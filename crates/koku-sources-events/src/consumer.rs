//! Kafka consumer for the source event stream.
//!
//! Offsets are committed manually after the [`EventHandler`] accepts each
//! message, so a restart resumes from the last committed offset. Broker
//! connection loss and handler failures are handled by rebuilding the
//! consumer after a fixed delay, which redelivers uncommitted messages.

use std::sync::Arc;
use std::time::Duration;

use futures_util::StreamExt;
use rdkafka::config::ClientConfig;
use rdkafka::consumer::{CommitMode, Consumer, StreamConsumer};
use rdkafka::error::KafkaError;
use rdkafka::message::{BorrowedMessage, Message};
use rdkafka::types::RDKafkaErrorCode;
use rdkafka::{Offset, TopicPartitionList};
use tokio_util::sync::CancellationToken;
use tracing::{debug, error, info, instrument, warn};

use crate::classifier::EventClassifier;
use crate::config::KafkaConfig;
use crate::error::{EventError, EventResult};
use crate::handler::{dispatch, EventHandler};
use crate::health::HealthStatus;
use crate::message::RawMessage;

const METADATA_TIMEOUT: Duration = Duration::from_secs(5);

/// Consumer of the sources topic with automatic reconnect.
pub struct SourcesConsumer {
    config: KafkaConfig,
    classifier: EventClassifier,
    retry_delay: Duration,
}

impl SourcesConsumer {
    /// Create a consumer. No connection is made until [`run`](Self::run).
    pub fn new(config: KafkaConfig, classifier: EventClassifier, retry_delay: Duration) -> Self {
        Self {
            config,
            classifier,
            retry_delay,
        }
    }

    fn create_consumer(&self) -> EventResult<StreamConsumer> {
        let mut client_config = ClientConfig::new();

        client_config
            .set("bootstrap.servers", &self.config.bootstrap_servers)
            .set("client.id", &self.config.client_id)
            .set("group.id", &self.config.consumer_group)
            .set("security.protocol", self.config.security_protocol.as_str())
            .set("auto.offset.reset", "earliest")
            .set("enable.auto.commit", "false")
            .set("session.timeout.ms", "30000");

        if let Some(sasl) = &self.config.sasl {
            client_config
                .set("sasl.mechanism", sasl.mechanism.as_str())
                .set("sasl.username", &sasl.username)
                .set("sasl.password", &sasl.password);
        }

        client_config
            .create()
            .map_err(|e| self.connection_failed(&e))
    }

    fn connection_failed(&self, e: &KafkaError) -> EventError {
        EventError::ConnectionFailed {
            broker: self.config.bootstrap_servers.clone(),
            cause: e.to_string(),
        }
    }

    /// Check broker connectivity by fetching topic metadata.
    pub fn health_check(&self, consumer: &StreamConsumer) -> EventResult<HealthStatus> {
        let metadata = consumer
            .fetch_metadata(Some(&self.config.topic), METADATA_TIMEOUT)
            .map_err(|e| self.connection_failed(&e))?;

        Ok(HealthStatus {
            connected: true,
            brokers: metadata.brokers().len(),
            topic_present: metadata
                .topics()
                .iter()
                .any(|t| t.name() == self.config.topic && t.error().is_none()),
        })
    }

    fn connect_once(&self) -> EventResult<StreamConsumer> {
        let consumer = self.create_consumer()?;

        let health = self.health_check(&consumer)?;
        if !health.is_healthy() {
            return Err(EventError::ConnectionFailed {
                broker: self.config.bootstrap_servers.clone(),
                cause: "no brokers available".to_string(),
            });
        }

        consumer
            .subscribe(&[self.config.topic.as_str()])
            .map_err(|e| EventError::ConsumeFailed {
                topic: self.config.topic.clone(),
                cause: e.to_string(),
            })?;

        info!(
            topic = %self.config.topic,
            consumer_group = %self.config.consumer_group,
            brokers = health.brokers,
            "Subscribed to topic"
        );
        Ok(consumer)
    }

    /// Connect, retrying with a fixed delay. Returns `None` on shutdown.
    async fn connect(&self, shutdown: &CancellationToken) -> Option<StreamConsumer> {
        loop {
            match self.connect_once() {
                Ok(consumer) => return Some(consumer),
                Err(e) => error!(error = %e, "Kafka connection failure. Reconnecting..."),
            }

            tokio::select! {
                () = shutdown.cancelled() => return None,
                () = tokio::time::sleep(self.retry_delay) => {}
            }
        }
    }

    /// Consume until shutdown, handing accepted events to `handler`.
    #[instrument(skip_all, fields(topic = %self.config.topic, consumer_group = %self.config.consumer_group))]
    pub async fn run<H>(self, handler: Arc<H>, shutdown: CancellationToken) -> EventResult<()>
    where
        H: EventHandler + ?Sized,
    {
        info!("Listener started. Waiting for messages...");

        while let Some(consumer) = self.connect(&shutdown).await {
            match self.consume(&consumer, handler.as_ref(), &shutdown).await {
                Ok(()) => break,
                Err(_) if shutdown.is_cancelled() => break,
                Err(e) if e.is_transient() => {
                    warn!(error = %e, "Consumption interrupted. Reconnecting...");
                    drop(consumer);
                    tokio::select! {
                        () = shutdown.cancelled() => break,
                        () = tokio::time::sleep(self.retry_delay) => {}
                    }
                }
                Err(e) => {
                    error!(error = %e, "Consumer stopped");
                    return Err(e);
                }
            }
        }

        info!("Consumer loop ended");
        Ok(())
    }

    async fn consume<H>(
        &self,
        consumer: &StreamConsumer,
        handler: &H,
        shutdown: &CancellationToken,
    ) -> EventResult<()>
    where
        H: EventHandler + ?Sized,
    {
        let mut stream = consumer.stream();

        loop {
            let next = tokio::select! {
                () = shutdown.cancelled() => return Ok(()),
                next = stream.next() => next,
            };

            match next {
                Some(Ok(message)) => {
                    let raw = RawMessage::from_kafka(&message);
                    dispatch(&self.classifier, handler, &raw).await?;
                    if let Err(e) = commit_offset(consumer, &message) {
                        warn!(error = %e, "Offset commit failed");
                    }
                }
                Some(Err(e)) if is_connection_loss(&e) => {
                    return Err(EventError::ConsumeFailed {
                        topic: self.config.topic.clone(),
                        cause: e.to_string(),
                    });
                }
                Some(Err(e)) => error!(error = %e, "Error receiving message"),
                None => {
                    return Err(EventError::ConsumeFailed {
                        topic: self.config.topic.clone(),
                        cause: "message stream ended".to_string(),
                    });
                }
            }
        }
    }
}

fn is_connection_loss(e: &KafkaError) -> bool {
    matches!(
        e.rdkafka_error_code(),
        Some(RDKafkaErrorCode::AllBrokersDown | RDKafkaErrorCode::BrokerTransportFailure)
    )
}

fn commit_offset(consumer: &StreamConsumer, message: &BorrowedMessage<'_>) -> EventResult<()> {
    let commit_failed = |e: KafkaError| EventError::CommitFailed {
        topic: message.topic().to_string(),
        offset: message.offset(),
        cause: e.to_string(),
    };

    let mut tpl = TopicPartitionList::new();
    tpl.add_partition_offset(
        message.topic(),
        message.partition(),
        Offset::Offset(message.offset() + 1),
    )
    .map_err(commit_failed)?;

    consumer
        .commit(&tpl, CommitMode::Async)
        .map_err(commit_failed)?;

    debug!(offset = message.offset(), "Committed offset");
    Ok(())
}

__Problem to work on__. Set down each line exactly as it appears, starting at the top of the data and ending at the line containing "use rdkafka::config::ClientConfig;", and include no other lines.

__Output for this task__.
filename crates/koku-sources-events/src/consumer.rs
//! Kafka consumer for the source event stream.
//!
//! Offsets are committed manually after the [`EventHandler`] accepts each
//! message, so a restart resumes from the last committed offset. Broker
//! connection loss and handler failures are handled by rebuilding the
//! consumer after a fixed delay, which redelivers uncommitted messages.

use std::sync::Arc;
use std::time::Duration;

use futures_util::StreamExt;
use rdkafka::config::ClientConfig;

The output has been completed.